Wireless traffic is growing everywhere, from videos downloaded to your favorite tablet to the sensor networks monitoring the works inside massive industrial facilities. But despite the demands, the technologies responsible for communicating all of this data must continue to do so quickly and reliably. Recent breakthroughs from Freescale and Dust Networks will help ease the information crunch. 

Processors Match Heterogeneous Networks

Freescale’s QorIQ Qonverge rolls with the dramatic changes taking place in the wireless infrastructure to form the heterogeneous network, or hetnet. Het networks combine small and large cell sites that cover both long and short distances. This is the industry’s solution to dealing with the explosion of demand for high-speed wireless data access. The QorIQ line of processors covers the entire basestation range from large macrocells to metrocells, picocells, and home/office femtocells.

Thanks to the amazing growth in smart-phone usage, the data demand on wireless operators has continued to rise at a rapid pace, seriously straining the networks. While current macrocells can be updated to full LTE capacity, another solution is also needed.

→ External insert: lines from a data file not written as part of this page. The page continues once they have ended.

//! Answer generation conditioned on retrieved chunks.

use crate::corpus::Chunk;
use crate::error::{RagevalError, Result};
use crate::llm::{render_template, CompletionClient};
use serde::{Deserialize, Serialize};
use std::sync::Arc;

/// Default answer prompt. Placeholders: `{question}`, `{context}`.
pub const DEFAULT_GENERATION_PROMPT: &str = "\
You are a helpful assistant answering questions using only the documents below.
If the documents do not contain the answer, say that you do not know.

Documents:
{context}

Question: {question}

Answer:";

/// Separator between serialized chunks in `{context}`.
pub const CONTEXT_SEPARATOR: &str = "\n\n";

/// Serialize chunks for the prompt, keeping each chunk id visible.
pub fn format_context(chunks: &[Chunk]) -> String {
    chunks
        .iter()
        .map(|chunk| format!("Document (ID: {}):\n{}", chunk.id, chunk.text))
        .collect::<Vec<_>>()
        .join(CONTEXT_SEPARATOR)
}

/// Generated answer and the exact context it was conditioned on.
#[derive(Debug, Clone, PartialEq, Serialize, Deserialize)]
pub struct GenerationResult {
    pub answer_text: String,
    pub raw_context: Vec<Chunk>,
}

/// Renders the generation prompt and calls the completion endpoint.
///
/// Stateless apart from the shared client.
#[derive(Clone)]
pub struct AnswerGenerator {
    client: Arc<dyn CompletionClient>,
}

impl AnswerGenerator {
    pub fn new(client: Arc<dyn CompletionClient>) -> Self {
        Self { client }
    }

    pub fn model(&self) -> &str {
        self.client.model()
    }

    /// Generate an answer for `question` from `context`
    ///
    /// # Arguments
    ///
    /// * `question` - The example question
    /// * `context` - Retrieved chunks, rank order
    /// * `template` - Prompt with `{question}` and `{context}` placeholders
    ///
    /// # Errors
    ///
    /// `Generation` once the client has exhausted its retries. The call is not
    /// repeated here. `Cancelled` passes through unchanged.
    pub async fn generate(&self, question: &str, context: &[Chunk], template: &str) -> Result<GenerationResult> {
        let serialized = format_context(context);
        let prompt = render_template(template, &[("question", question), ("context", &serialized)]);

        let answer_text = self
            .client
            .complete(&prompt)
            .await
            .map_err(|e| match e {
                RagevalError::Cancelled(_) => e,
                e => RagevalError::Generation(e.to_string()),
            })?;

        Ok(GenerationResult {
            answer_text: answer_text.trim().to_string(),
            raw_context: context.to_vec(),
        })
    }
}

#[cfg(test)]
mod tests {
    use super::*;
    use async_trait::async_trait;
    use std::sync::Mutex;

    /// Records prompts and replies with a fixed answer, or fails.
    struct EchoClient {
        reply: Option<String>,
        prompts: Mutex<Vec<String>>,
    }

    #[async_trait]
    impl CompletionClient for EchoClient {
        async fn complete(&self, prompt: &str) -> Result<String> {
            self.prompts.lock().unwrap().push(prompt.to_string());
            self.reply
                .clone()
                .ok_or_else(|| RagevalError::Completion("HTTP 503".to_string()))
        }

        fn model(&self) -> &str {
            "echo"
        }
    }

    fn chunks() -> Vec<Chunk> {
        vec![Chunk::new("2", "Paris is the capital of France."), Chunk::new("1", "Berlin is in Germany.")]
    }

    #[test]
    fn test_format_context_keeps_ids_and_order() {
        let context = format_context(&chunks());
        assert_eq!(
            context,
            "Document (ID: 2):\nParis is the capital of France.\n\nDocument (ID: 1):\nBerlin is in Germany."
        );
        assert_eq!(format_context(&[]), "");
    }

    #[tokio::test]
    async fn test_generate_renders_prompt_and_trims_answer() {
        let client = Arc::new(EchoClient {
            reply: Some("  Paris.\n".to_string()),
            prompts: Mutex::new(Vec::new()),
        });
        let generator = AnswerGenerator::new(client.clone());
        let result = generator
            .generate("Capital of France?", &chunks(), DEFAULT_GENERATION_PROMPT)
            .await
            .unwrap();

        assert_eq!(result.answer_text, "Paris.");
        assert_eq!(result.raw_context, chunks());
        let prompts = client.prompts.lock().unwrap();
        assert_eq!(prompts.len(), 1);
        assert!(prompts[0].contains("Question: Capital of France?"));
        assert!(prompts[0].contains("Document (ID: 2):"));
    }

    #[tokio::test]
    async fn test_generate_failure_maps_to_generation_error() {
        let client = Arc::new(EchoClient {
            reply: None,
            prompts: Mutex::new(Vec::new()),
        });
        let err = AnswerGenerator::new(client.clone())
            .generate("q", &[], "{question} {context}")
            .await
            .unwrap_err();
        assert!(matches!(err, RagevalError::Generation(ref m) if m.contains("503")));
        assert!(!err.is_fatal());
        assert_eq!(client.prompts.lock().unwrap().len(), 1);
    }
}
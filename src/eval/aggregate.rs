use crate::eval::{Metric, MetricRecord};
use serde::{Deserialize, Serialize};
use std::collections::BTreeMap;

/// Dataset-level result for one metric.
#[derive(Debug, Clone, Copy, PartialEq, Serialize, Deserialize)]
pub struct MetricSummary {
    /// Mean over computable examples; 0.0 when none were computable
    pub mean: f64,
    /// Examples that contributed to the mean
    pub computable: usize,
    /// Examples where the metric could not be computed
    pub unscored: usize,
}

/// Aggregate per-example records, keyed by report name
///
/// Unscored entries are excluded from the mean but counted, so a low mean can
/// be told apart from a metric that was rarely measurable.
pub fn aggregate(metrics: &[Metric], records: &[MetricRecord]) -> BTreeMap<String, MetricSummary> {
    metrics
        .iter()
        .map(|metric| {
            let name = metric.name();
            let mut sum = 0.0;
            let mut computable = 0usize;
            let mut unscored = 0usize;

            for record in records {
                if record.is_unscored(&name) {
                    unscored += 1;
                } else if let Some(value) = record.scores.get(&name) {
                    sum += value;
                    computable += 1;
                }
            }

            let mean = if computable > 0 { sum / computable as f64 } else { 0.0 };
            (name, MetricSummary { mean, computable, unscored })
        })
        .collect()
}
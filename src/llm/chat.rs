use crate::config::LlmConfig;
use crate::error::{RagevalError, Result};
use crate::llm::retry::{AttemptError, RetryError, RetryPolicy};
use crate::llm::CompletionClient;
use async_trait::async_trait;
use reqwest::Client;
use serde::{Deserialize, Serialize};
use std::time::Duration;
use tokio_util::sync::CancellationToken;

/// Attribution headers sent with every completion request.
const REFERER: &str = "https://rag-evaluation.com";
const TITLE: &str = "RAG Evaluation Tool";

#[derive(Serialize)]
struct ChatRequest<'a> {
    model: &'a str,
    messages: [ChatMessage<'a>; 1],
}

#[derive(Serialize)]
struct ChatMessage<'a> {
    role: &'a str,
    content: &'a str,
}

#[derive(Deserialize)]
struct ChatResponse {
    #[serde(default)]
    choices: Vec<Choice>,
}

#[derive(Deserialize)]
struct Choice {
    #[serde(default)]
    message: Option<ResponseMessage>,
    /// Legacy completion-style providers put the text here
    #[serde(default)]
    text: Option<String>,
}

#[derive(Deserialize)]
struct ResponseMessage {
    #[serde(default)]
    content: Option<String>,
}

/// Pull the first choice's text out of a response, if any.
fn first_choice_text(response: ChatResponse) -> Option<String> {
    let choice = response.choices.into_iter().next()?;
    choice
        .message
        .and_then(|m| m.content)
        .or(choice.text)
        .filter(|text| !text.trim().is_empty())
}

/// OpenAI-compatible `/chat/completions` client
///
/// Every request is bounded by the configured timeout; transient failures are
/// retried per [`RetryPolicy`] until the client's cancellation token fires.
pub struct ChatCompletionClient {
    client: Client,
    endpoint: String,
    api_key: String,
    model: String,
    retry: RetryPolicy,
    cancel: CancellationToken,
}

impl ChatCompletionClient {
    /// Create a new client
    ///
    /// # Arguments
    ///
    /// * `base_url` - API root, e.g. `https://openrouter.ai/api/v1`
    /// * `model` - Model identifier sent with each request
    /// * `api_key` - Bearer token
    /// * `timeout` - Per-request timeout
    /// * `retry` - Backoff policy for transient failures
    pub fn new(
        base_url: &str,
        model: impl Into<String>,
        api_key: impl Into<String>,
        timeout: Duration,
        retry: RetryPolicy,
    ) -> Result<Self> {
        let client = Client::builder()
            .timeout(timeout)
            .build()
            .map_err(|e| RagevalError::Completion(format!("Failed to build HTTP client: {}", e)))?;

        Ok(Self {
            client,
            endpoint: format!("{}/chat/completions", base_url.trim_end_matches('/')),
            api_key: api_key.into(),
            model: model.into(),
            retry,
            cancel: CancellationToken::new(),
        })
    }

    /// Stop retrying once `cancel` fires. A request already on the wire is
    /// allowed to finish.
    pub fn with_cancellation(mut self, cancel: CancellationToken) -> Self {
        self.cancel = cancel;
        self
    }

    pub fn from_config(llm: &LlmConfig, api_key: String) -> Result<Self> {
        Self::new(
            &llm.base_url,
            llm.model.clone(),
            api_key,
            llm.timeout(),
            RetryPolicy::from_config(llm),
        )
    }

    pub fn endpoint(&self) -> &str {
        &self.endpoint
    }

    async fn attempt(&self, prompt: &str) -> std::result::Result<String, AttemptError> {
        let request = ChatRequest {
            model: &self.model,
            messages: [ChatMessage {
                role: "user",
                content: prompt,
            }],
        };

        let response = self
            .client
            .post(&self.endpoint)
            .bearer_auth(&self.api_key)
            .header("HTTP-Referer", REFERER)
            .header("X-Title", TITLE)
            .json(&request)
            .send()
            .await
            .map_err(|e| AttemptError::from_reqwest(&e))?;

        let status = response.status();
        if !status.is_success() {
            let body = response
                .text()
                .await
                .unwrap_or_else(|_| "Unable to read error response".to_string());
            return Err(AttemptError::from_status(status, &body));
        }

        let parsed: ChatResponse = response
            .json()
            .await
            .map_err(|e| AttemptError::from_reqwest(&e))?;

        first_choice_text(parsed).ok_or_else(|| AttemptError::Transient("Empty choices in completion response".to_string()))
    }
}

#[async_trait]
impl CompletionClient for ChatCompletionClient {
    async fn complete(&self, prompt: &str) -> Result<String> {
        self.retry
            .run_until_cancelled("Completion", &self.cancel, || self.attempt(prompt))
            .await
            .map_err(|e| match e {
                RetryError::Cancelled { .. } => RagevalError::Cancelled(format!("{} {}", self.model, e)),
                RetryError::Failed { .. } => RagevalError::Completion(format!("{} {}", self.model, e)),
            })
    }

    fn model(&self) -> &str {
        &self.model
    }
}
//! RAGEval CLI: run evaluations, try single queries, inspect and compare runs.

use anyhow::{Context, Result};
use chrono::Utc;
use clap::{Args, Parser, Subcommand};
use rageval::config::RetrievalMethod;
use rageval::corpus::load_dataset;
use rageval::eval::FactualityJudge;
use rageval::generation::AnswerGenerator;
use rageval::llm::{ChatCompletionClient, CompletionClient};
use rageval::search::{build_retriever, Retriever};
use rageval::{ChunkStore, Config, Pipeline, RunRecord, RunStore};
use std::path::{Path, PathBuf};
use std::sync::Arc;
use std::time::Instant;
use tokio_util::sync::CancellationToken;
use uuid::Uuid;

/// Retrieval and answer-quality evaluation for RAG pipelines.
#[derive(Parser, Debug)]
#[command(name = "rageval", version)]
struct Cli {
    /// Config file (default: $RAGEVAL_CONFIG or ./config.toml).
    #[arg(long, global = true)]
    config: Option<PathBuf>,

    /// Log level; overrides rageval.log_level.
    #[arg(long, global = true)]
    log_level: Option<String>,

    #[command(subcommand)]
    command: Command,
}

#[derive(Subcommand, Debug)]
enum Command {
    /// Evaluate a dataset and store the run.
    Run(RunArgs),
    /// Retrieve chunks for a single query and print the ranking.
    Retrieve(RetrieveArgs),
    /// Print the summary of a stored run.
    Show {
        #[arg(long)]
        run_name: String,
    },
    /// Compare aggregate metrics of two stored runs.
    Compare {
        #[arg(long)]
        run1: String,
        #[arg(long)]
        run2: String,
    },
    /// List stored runs.
    List,
}

/// Flags that override the `[retrieval]` section.
#[derive(Args, Debug)]
struct RetrievalOverrides {
    #[arg(long)]
    method: Option<RetrievalMethod>,

    #[arg(long)]
    top_k: Option<usize>,
}

impl RetrievalOverrides {
    fn apply(&self, config: &mut Config) {
        if let Some(method) = self.method {
            config.retrieval.method = method;
        }
        if let Some(top_k) = self.top_k {
            config.retrieval.top_k = top_k;
        }
    }
}

#[derive(Args, Debug)]
struct RunArgs {
    /// Corpus JSON: array of {id, text, metadata}.
    #[arg(long)]
    corpus: PathBuf,

    /// Dataset JSON: array of {question, reference_answer, relevant_chunk_ids}.
    #[arg(long)]
    dataset: PathBuf,

    /// Run name (default: <method>-<timestamp>-<id>).
    #[arg(long)]
    run_name: Option<String>,

    /// Replace an existing run with the same name.
    #[arg(long)]
    overwrite: bool,

    #[command(flatten)]
    retrieval: RetrievalOverrides,

    /// Completion model; overrides llm.model.
    #[arg(long)]
    model: Option<String>,

    /// Completion endpoint; overrides llm.base_url.
    #[arg(long)]
    base_url: Option<String>,

    /// Only evaluate the first N examples.
    #[arg(long)]
    limit: Option<usize>,
}

#[derive(Args, Debug)]
struct RetrieveArgs {
    #[arg(long)]
    corpus: PathBuf,

    #[arg(long)]
    query: String,

    #[command(flatten)]
    retrieval: RetrievalOverrides,
}

#[tokio::main]
async fn main() -> Result<()> {
    let cli = Cli::parse();
    let config = load_config(cli.config.as_deref())?;

    let level = cli.log_level.as_deref().unwrap_or(&config.rageval.log_level);
    env_logger::Builder::from_env(env_logger::Env::default().filter_or("RUST_LOG", level)).init();

    match cli.command {
        Command::Run(args) => run_evaluation(config, args).await,
        Command::Retrieve(args) => run_retrieve(config, args).await,
        Command::Show { run_name } => {
            let record = RunStore::new(config.runs_dir()).load(&run_name)?;
            print_summary(&record);
            Ok(())
        }
        Command::Compare { run1, run2 } => {
            let comparison = RunStore::new(config.runs_dir()).compare(&run1, &run2)?;
            print!("{}", comparison);
            Ok(())
        }
        Command::List => {
            let runs = RunStore::new(config.runs_dir());
            let names = runs.list()?;
            if names.is_empty() {
                println!("No runs in {}", runs.root().display());
            }
            for name in names {
                println!("{}", name);
            }
            Ok(())
        }
    }
}

fn load_config(path: Option<&Path>) -> Result<Config> {
    match path {
        Some(path) => {
            // .env is optional
            let _ = dotenv::dotenv();
            Config::from_path(path)
        }
        None => Config::load(),
    }
}

async fn run_evaluation(mut config: Config, args: RunArgs) -> Result<()> {
    args.retrieval.apply(&mut config);
    if let Some(model) = args.model {
        config.llm.model = model;
    }
    if let Some(base_url) = args.base_url {
        config.llm.base_url = base_url;
    }
    config.validate()?;
    let config = Arc::new(config);

    let store = Arc::new(ChunkStore::from_json_file(&args.corpus)?);
    let mut examples = load_dataset(&args.dataset, Some(&store))?;
    if let Some(limit) = args.limit {
        examples.truncate(limit);
    }
    if examples.is_empty() {
        anyhow::bail!("No examples to evaluate in {}", args.dataset.display());
    }
    log::info!("Loaded {} chunks and {} examples", store.len(), examples.len());

    let start = Instant::now();
    let mut retriever = build_retriever(&config)?;
    retriever.index(store.all()).await?;
    log::info!(
        "Indexed {} chunks ({}) in {:.2}s",
        store.len(),
        retriever.name(),
        start.elapsed().as_secs_f64()
    );
    let retriever: Arc<dyn Retriever> = Arc::from(retriever);

    let cancel = CancellationToken::new();
    let client: Arc<dyn CompletionClient> = Arc::new(
        ChatCompletionClient::from_config(&config.llm, config.llm_api_key()?)?.with_cancellation(cancel.clone()),
    );
    let judge = config
        .evaluation
        .needs_judge()
        .then(|| FactualityJudge::new(Arc::clone(&client)));
    let pipeline = Pipeline::new(
        Arc::clone(&config),
        store,
        retriever,
        AnswerGenerator::new(client),
        judge,
    )?;

    let runs = RunStore::new(config.runs_dir());
    let run_name = args
        .run_name
        .unwrap_or_else(|| default_run_name(config.retrieval.method));
    let handle = runs.create(&run_name, args.overwrite, pipeline.metadata(examples.len()))?;

    let on_interrupt = cancel.clone();
    tokio::spawn(async move {
        if tokio::signal::ctrl_c().await.is_ok() {
            log::warn!("Interrupt received; letting in-flight examples finish");
            on_interrupt.cancel();
        }
    });

    let record = pipeline
        .run(&examples, handle, &runs, cancel)
        .await
        .with_context(|| format!("Run {} failed", run_name))?;

    print_summary(&record);
    println!("\nResults saved to {}", runs.run_dir(&record.run_name).display());
    Ok(())
}

async fn run_retrieve(mut config: Config, args: RetrieveArgs) -> Result<()> {
    args.retrieval.apply(&mut config);
    config.validate_retrieval()?;

    let store = ChunkStore::from_json_file(&args.corpus)?;
    let mut retriever = build_retriever(&config)?;
    retriever.index(store.all()).await?;

    let start = Instant::now();
    let result = retriever.retrieve(&args.query, config.retrieval.top_k).await?;
    let latency = start.elapsed();

    println!(
        "Query: {}\nMethod: {} | top_k: {} | {} result(s) in {:.1}ms\n",
        args.query,
        retriever.name(),
        config.retrieval.top_k,
        result.len(),
        latency.as_secs_f64() * 1000.0
    );
    for hit in &result.hits {
        let chunk = store.get(&hit.chunk_id)?;
        let preview: String = chunk.text.chars().take(100).collect();
        println!("{:>3}. [{}] score {:.4}", hit.rank, hit.chunk_id, hit.score);
        println!("     {}", preview.replace('\n', " "));
    }
    Ok(())
}

fn default_run_name(method: RetrievalMethod) -> String {
    let id = Uuid::new_v4().simple().to_string();
    format!("{}-{}-{}", method, Utc::now().format("%Y%m%d-%H%M%S"), &id[..8])
}

fn print_summary(record: &RunRecord) {
    let meta = &record.metadata;
    println!("Run: {}{}", record.run_name, if record.cancelled { " (cancelled)" } else { "" });
    println!("Finalized: {}", record.finalized_at.to_rfc3339());
    println!(
        "Retrieval: {} (top_k {}) | Model: {} | Config: {}",
        meta.retrieval_method,
        meta.top_k,
        meta.model,
        &meta.config_fingerprint[..meta.config_fingerprint.len().min(12)]
    );

    let failures = &record.failures;
    println!(
        "Examples: {} processed, {} skipped of {}",
        failures.examples_processed, failures.examples_skipped, meta.dataset_size
    );
    println!(
        "Failures: retrieval {}, generation {}, factuality {}, cancelled {}\n",
        failures.retrieval_failed,
        failures.generation_failed,
        failures.factuality_unscored,
        failures.cancelled
    );

    println!("{:<28} {:>8} {:>11} {:>9}", "Metric", "Mean", "Computable", "Unscored");
    for (name, summary) in &record.aggregate {
        println!(
            "{:<28} {:>8.4} {:>11} {:>9}",
            name, summary.mean, summary.computable, summary.unscored
        );
    }
}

There’s a need for more smaller cells that bring the basestation closer to the user.

This approach provides not only the speed demanded for the growing use of mobile video and other data intensive applications, it also supplies the quality of service (QoS) demanded at the same time. And in addition to meeting the tough LTE standard requirements, basestations must continue to support current 3G technologies like WCDMA, HSPA, cdma2000, EV-DO, and legacy voice technology.

There are two major trends in basestation design. First, there’s a push to make the circuitry smaller and more compact, with significantly greater power efficiency. One popular approach is to put the radio into a compact package called a remote radio head (RRH) that’s mounted with the power amplifiers on the tower along with the antenna. The signals are then sent to the RRH via a fiber optic cable, eliminating the huge coax cable losses and cost.

The second trend involves small packages with lower-power power amplifiers (PAs) that can be mounted on the sides of buildings, on light poles, and in similar locations. The range of coverage is less than a macro basestation, but putting the basestation closer to the subscriber yields better performance. More basestations are needed to cover a given area, but the low cost and smaller power consumption make the solution feasible. Different sizes of these smaller cells are defined for the variety of situations and coverage areas encountered. Smaller cells handle fewer users, so they’re less powerful.

Basestations are designed in three parts. First, the RF section includes up and down conversion and filtering along with the analog-to-digital converters (ADCs) and digital-to-analog converters (DACs) that work for the I and Q inputs and outputs. Second, the critical PA section consumes most of the power. Finally, the baseband section handles all of the modulation/demodulation, coding/decoding, and other physical-layer (PHY) processes in addition to the media access control (MAC), radio link control (RLC), and packet data convergence protocol (PDCP) network layers.

This design requires general-purpose processors and DSPs along with the necessary memory, accelerators, and interfaces. The number of necessary processors varies with the number of expected users, the mix of speeds supported, and the number of antennas in the multiple-input multiple-output (MIMO) versions. One size does not fit all.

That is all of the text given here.